====== RECORD EXCERPTS ======
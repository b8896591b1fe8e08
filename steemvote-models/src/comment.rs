// Copyright (c) 2022 THE STEEMVOTE AUTHORS

use crate::error::ModelsError;
use serde::{Deserialize, Serialize};
use std::fmt;
use std::str::FromStr;
use steemvote_time::SteemTime;

/// Identifier of a post or comment: its author and permlink.
#[derive(Debug, Clone, PartialEq, Eq, PartialOrd, Ord, Hash, Serialize, Deserialize)]
pub struct ContentId {
    /// author account name
    pub author: String,
    /// permanent link, unique per author
    pub permlink: String,
}

impl ContentId {
    /// Creates a content id, lowercasing the author name.
    pub fn new(author: &str, permlink: &str) -> Result<Self, ModelsError> {
        if author.is_empty() || permlink.is_empty() || author.contains('/') {
            return Err(ModelsError::InvalidContentId(format!(
                "@{}/{}",
                author, permlink
            )));
        }
        Ok(ContentId {
            author: author.to_ascii_lowercase(),
            permlink: permlink.to_string(),
        })
    }

    /// Key used by the vote store: `author/permlink`.
    pub fn to_key_bytes(&self) -> Vec<u8> {
        format!("{}/{}", self.author, self.permlink).into_bytes()
    }
}

impl fmt::Display for ContentId {
    fn fmt(&self, f: &mut fmt::Formatter<'_>) -> fmt::Result {
        write!(f, "@{}/{}", self.author, self.permlink)
    }
}

impl FromStr for ContentId {
    type Err = ModelsError;

    /// ```
    /// # use steemvote_models::comment::ContentId;
    /// # use std::str::FromStr;
    /// let id = ContentId::from_str("@alice/my-first-post").unwrap();
    /// assert_eq!(id.author, "alice");
    /// assert_eq!(id.permlink, "my-first-post");
    /// assert_eq!(id.to_string(), "@alice/my-first-post");
    /// assert!(ContentId::from_str("@alice").is_err());
    /// ```
    fn from_str(s: &str) -> Result<Self, Self::Err> {
        let trimmed = s.strip_prefix('@').unwrap_or(s);
        let (author, permlink) = trimmed
            .split_once('/')
            .ok_or_else(|| ModelsError::InvalidContentId(s.to_string()))?;
        ContentId::new(author, permlink)
    }
}

/// How a candidate reached the monitor.
#[derive(Debug, Clone, PartialEq, Eq, Hash, Serialize, Deserialize)]
pub enum DiscoveredVia {
    /// published by a tracked author
    Author,
    /// voted on by the named tracked delegate
    Delegate(String),
    /// not classified yet
    Unknown,
}

/// A post or comment that may deserve a vote.
#[derive(Debug, Clone, PartialEq, Eq, Serialize, Deserialize)]
pub struct CandidateComment {
    /// content identifier
    pub id: ContentId,
    /// author account name
    pub author: String,
    /// category (main tag) of the root post
    pub category: String,
    /// creation timestamp, as reported by the chain
    pub created_at: SteemTime,
    /// discovery source
    pub discovered_via: DiscoveredVia,
}

impl CandidateComment {
    /// Creates an unclassified candidate.
    pub fn new(id: ContentId, category: &str, created_at: SteemTime) -> Self {
        CandidateComment {
            author: id.author.clone(),
            id,
            category: category.to_ascii_lowercase(),
            created_at,
            discovered_via: DiscoveredVia::Unknown,
        }
    }

    /// Returns the candidate tagged with a discovery source.
    #[must_use]
    pub fn with_source(mut self, discovered_via: DiscoveredVia) -> Self {
        self.discovered_via = discovered_via;
        self
    }

    /// Age of the content at `now`. Content stamped in the future has age zero.
    pub fn age(&self, now: SteemTime) -> SteemTime {
        now.saturating_sub(self.created_at)
    }
}

/// Durable trace of a vote. Written once, never changed.
#[derive(Debug, Clone, PartialEq, Eq, Serialize, Deserialize)]
pub struct VoteRecord {
    /// voted content
    pub content_id: ContentId,
    /// time of the successful submission
    pub voted_at: SteemTime,
}

#[cfg(test)]
mod tests {
    use super::*;
    use assert_matches::assert_matches;

    #[test]
    fn test_content_id_keeps_slashes_in_permlink() {
        let id = ContentId::new("Bob", "re-alice/2022").unwrap();
        assert_eq!(id.author, "bob");
        assert_eq!(id.to_key_bytes(), b"bob/re-alice/2022".to_vec());
        assert_eq!("@bob/re-alice/2022".parse::<ContentId>().unwrap(), id);
    }

    #[test]
    fn test_content_id_rejects_empty_parts() {
        assert_matches!(
            ContentId::new("", "post"),
            Err(ModelsError::InvalidContentId(_))
        );
        assert_matches!(
            "@alice/".parse::<ContentId>(),
            Err(ModelsError::InvalidContentId(_))
        );
    }

    #[test]
    fn test_candidate_age_saturates() {
        let id = ContentId::new("alice", "post").unwrap();
        let candidate = CandidateComment::new(id, "Life", SteemTime::from_secs(100));
        assert_eq!(candidate.category, "life");
        assert_eq!(
            candidate.age(SteemTime::from_secs(160)),
            SteemTime::from_minutes(1)
        );
        assert_eq!(candidate.age(SteemTime::from_secs(50)), SteemTime::from_millis(0));
    }
}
======
**REQUIRED WORK:**
Print all the lines exactly as they occur in the listing.

**TASK RESULT:**
repository b8896591b1fe8e08
filename steemvote-models/src/comment.rs
// Copyright (c) 2022 THE STEEMVOTE AUTHORS

use crate::error::ModelsError;
use serde::{Deserialize, Serialize};
use std::fmt;
use std::str::FromStr;
use steemvote_time::SteemTime;

/// Identifier of a post or comment: its author and permlink.
#[derive(Debug, Clone, PartialEq, Eq, PartialOrd, Ord, Hash, Serialize, Deserialize)]
pub struct ContentId {
    /// author account name
    pub author: String,
    /// permanent link, unique per author
    pub permlink: String,
}

impl ContentId {
    /// Creates a content id, lowercasing the author name.
    pub fn new(author: &str, permlink: &str) -> Result<Self, ModelsError> {
        if author.is_empty() || permlink.is_empty() || author.contains('/') {
            return Err(ModelsError::InvalidContentId(format!(
                "@{}/{}",
                author, permlink
            )));
        }
        Ok(ContentId {
            author: author.to_ascii_lowercase(),
            permlink: permlink.to_string(),
        })
    }

    /// Key used by the vote store: `author/permlink`.
    pub fn to_key_bytes(&self) -> Vec<u8> {
        format!("{}/{}", self.author, self.permlink).into_bytes()
    }
}

impl fmt::Display for ContentId {
    fn fmt(&self, f: &mut fmt::Formatter<'_>) -> fmt::Result {
        write!(f, "@{}/{}", self.author, self.permlink)
    }
}

impl FromStr for ContentId {
    type Err = ModelsError;

    /// ```
    /// # use steemvote_models::comment::ContentId;
    /// # use std::str::FromStr;
    /// let id = ContentId::from_str("@alice/my-first-post").unwrap();
    /// assert_eq!(id.author, "alice");
    /// assert_eq!(id.permlink, "my-first-post");
    /// assert_eq!(id.to_string(), "@alice/my-first-post");
    /// assert!(ContentId::from_str("@alice").is_err());
    /// ```
    fn from_str(s: &str) -> Result<Self, Self::Err> {
        let trimmed = s.strip_prefix('@').unwrap_or(s);
        let (author, permlink) = trimmed
            .split_once('/')
            .ok_or_else(|| ModelsError::InvalidContentId(s.to_string()))?;
        ContentId::new(author, permlink)
    }
}

/// How a candidate reached the monitor.
#[derive(Debug, Clone, PartialEq, Eq, Hash, Serialize, Deserialize)]
pub enum DiscoveredVia {
    /// published by a tracked author
    Author,
    /// voted on by the named tracked delegate
    Delegate(String),
    /// not classified yet
    Unknown,
}

/// A post or comment that may deserve a vote.
#[derive(Debug, Clone, PartialEq, Eq, Serialize, Deserialize)]
pub struct CandidateComment {
    /// content identifier
    pub id: ContentId,
    /// author account name
    pub author: String,
    /// category (main tag) of the root post
    pub category: String,
    /// creation timestamp, as reported by the chain
    pub created_at: SteemTime,
    /// discovery source
    pub discovered_via: DiscoveredVia,
}

impl CandidateComment {
    /// Creates an unclassified candidate.
    pub fn new(id: ContentId, category: &str, created_at: SteemTime) -> Self {
        CandidateComment {
            author: id.author.clone(),
            id,
            category: category.to_ascii_lowercase(),
            created_at,
            discovered_via: DiscoveredVia::Unknown,
        }
    }

    /// Returns the candidate tagged with a discovery source.
    #[must_use]
    pub fn with_source(mut self, discovered_via: DiscoveredVia) -> Self {
        self.discovered_via = discovered_via;
        self
    }

    /// Age of the content at `now`. Content stamped in the future has age zero.
    pub fn age(&self, now: SteemTime) -> SteemTime {
        now.saturating_sub(self.created_at)
    }
}

/// Durable trace of a vote. Written once, never changed.
#[derive(Debug, Clone, PartialEq, Eq, Serialize, Deserialize)]
pub struct VoteRecord {
    /// voted content
    pub content_id: ContentId,
    /// time of the successful submission
    pub voted_at: SteemTime,
}

#[cfg(test)]
mod tests {
    use super::*;
    use assert_matches::assert_matches;

    #[test]
    fn test_content_id_keeps_slashes_in_permlink() {
        let id = ContentId::new("Bob", "re-alice/2022").unwrap();
        assert_eq!(id.author, "bob");
        assert_eq!(id.to_key_bytes(), b"bob/re-alice/2022".to_vec());
        assert_eq!("@bob/re-alice/2022".parse::<ContentId>().unwrap(), id);
    }

    #[test]
    fn test_content_id_rejects_empty_parts() {
        assert_matches!(
            ContentId::new("", "post"),
            Err(ModelsError::InvalidContentId(_))
        );
        assert_matches!(
            "@alice/".parse::<ContentId>(),
            Err(ModelsError::InvalidContentId(_))
        );
    }

    #[test]
    fn test_candidate_age_saturates() {
        let id = ContentId::new("alice", "post").unwrap();
        let candidate = CandidateComment::new(id, "Life", SteemTime::from_secs(100));
        assert_eq!(candidate.category, "life");
        assert_eq!(
            candidate.age(SteemTime::from_secs(160)),
            SteemTime::from_minutes(1)
        );
        assert_eq!(candidate.age(SteemTime::from_secs(50)), SteemTime::from_millis(0));
    }
}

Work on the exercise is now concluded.